Home Remedies Backed by Science
Hospitality Food & Wine|Mid Feb 2020 Year 3 Issue 2
It’s not clear exactly what makes a home remedy do the trick.
Rosa Escandón

Overview

Chances are you’ve used a home remedy at some point: herbal teas for a cold, essential oils to dull a headache, plantbased supplements for a better night’s sleep. Maybe it was your grandma or you read about it online. The point is you tried it - and perhaps now you’re thinking, “Should I try it again?”

It’s not clear exactly what makes a home remedy do the trick. Is it an actual physiological change in the body or more of a placebo effect? Thankfully, in recent decades, scientists have been asking the same questions in a lab, and are finding that some of our plant-based remedies aren’t just old wives’ tales.

And so, for the skeptic who needs more than a placebo to feel well, we got your back. Here are the home remedies backed by science:

Turmeric for pain and inflammation

Who hasn’t heard of turmeric by now? Turmeric has been used, primarily in South Asia as a part of Ayurvedic medicine, for almost 4,000 years. When it comes to proven medicinal purposes, the golden spice may be best for treating pain - specifically pain associated with inflammation.

Several studies have found that curcumin is responsible for turmeric’s “wow” factor. In one study, people with arthritis pain noted that their pain levels were more reduced after taking 500 milligrams (mg) of curcumin than 50 mg of diclofenac sodium, an antiinflammatory drug.

Other studies back up this pain relief claim as well, noting that turmeric extract was as effective as ibuprofen for treating pain in patients with knee osteoarthritis.

Don’t go grinding turmeric - which stains heavily! - for immediate relief though. The amount of curcumin in turmeric is at most 3 percent, meaning you’re better off taking curcumin supplements for relief.

That’s not to say a soothing turmeric latte won’t help. It’s suggested that 2 to 5 grams (g) of the spice may still provide some benefits. Just be sure you add black pepper to boost the absorption.

Turmeric is about the long game. Consuming 1/2 to 1 1/2 tsp. of turmeric per day should start providing noticeable benefits after four to eight weeks.
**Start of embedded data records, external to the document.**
// Merkle tree over transaction hashes.
//
// Leaves are sorted lexicographically before pairing. This diverges from
// Bitcoin's insertion-order convention but is the network's established
// root format, so every implementation must reproduce it bit-exactly.
// Inclusion proofs are therefore order-insensitive: each step hashes the
// lexicographically smaller hex string first.

use crate::crypto::hash::double_sha256;

#[derive(Debug, PartialEq, thiserror::Error)]
pub enum MerkleError {
    #[error("cannot build a merkle root from zero hashes")]
    EmptyInput,
    #[error("malformed leaf hash: {0}")]
    BadHex(String),
}

/// Root of the (sorted-leaf) binary hash tree over `tx_hashes`.
pub fn merkle_root(tx_hashes: &[String]) -> Result<String, MerkleError> {
    if tx_hashes.is_empty() {
        return Err(MerkleError::EmptyInput);
    }
    for h in tx_hashes {
        if !is_hash_hex(h) {
            return Err(MerkleError::BadHex(h.clone()));
        }
    }

    let mut layer: Vec<String> = tx_hashes.to_vec();
    layer.sort();

    while layer.len() > 1 {
        if layer.len() % 2 != 0 {
            layer.push(layer.last().cloned().unwrap_or_default());
        }
        let mut next = Vec::with_capacity(layer.len() / 2);
        for pair in layer.chunks(2) {
            next.push(hash_pair(&pair[0], &pair[1]));
        }
        layer = next;
    }

    Ok(layer.remove(0))
}

/// Verify that `tx_hash` is included under `merkle_root` via the sibling
/// hashes in `proof_path`.
pub fn verify_inclusion(tx_hash: &str, expected_root: &str, proof_path: &[String]) -> bool {
    let mut current = tx_hash.to_string();
    for sibling in proof_path {
        current = if current < *sibling {
            hash_pair(&current, sibling)
        } else {
            hash_pair(sibling, &current)
        };
    }
    current == expected_root
}

fn hash_pair(left_hex: &str, right_hex: &str) -> String {
    let mut combined = Vec::with_capacity(64);
    // leaves were validated up front; intermediate hashes are own output
    combined.extend_from_slice(&hex::decode(left_hex).unwrap_or_default());
    combined.extend_from_slice(&hex::decode(right_hex).unwrap_or_default());
    hex::encode(double_sha256(&combined))
}

fn is_hash_hex(s: &str) -> bool {
    s.len() == 64 && s.bytes().all(|b| b.is_ascii_digit() || (b'a'..=b'f').contains(&b))
}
Chili peppers for pain and soreness

This active component of chili peppers has a long history of use in folk medicine and has slowly become more accepted outside of homeopathy. Now, capsaicin is a popular topical ingredient for managing pain. It works by causing an area of the skin to get hot, before eventually turning numb.

Today, you can get a prescription capsaicin patch called Qutenza, which relies on very high level of capsaicin - 8 percent- to work.

So, when it comes to sore muscles or generalized body pain that won’t leave you alone, and you have some hot peppers or cayenne pepper on hand? Make some capsaicin cream.

DIY capsaicin coconut oil cream

• Mix 3 tbsp. of cayenne powder with 1 cup of coconut.

• Heat the oil on a low simmer until it melts.

• Stir the mixture thoroughly for 5 minutes.

• Remove from heat and pour into a bowl. Let it firm up.

• Massage onto skin when cooled.

For an extra fancy feel, whip your coconut oil with a hand mixer so that it becomes light and fluffy.

It’s important to test your reaction to the compound before using too extensively. You may also use jalapeño peppers, but the amount of heat may vary depending on the pepper. Never use this cream around the face or eyes, and be sure to wear gloves during application.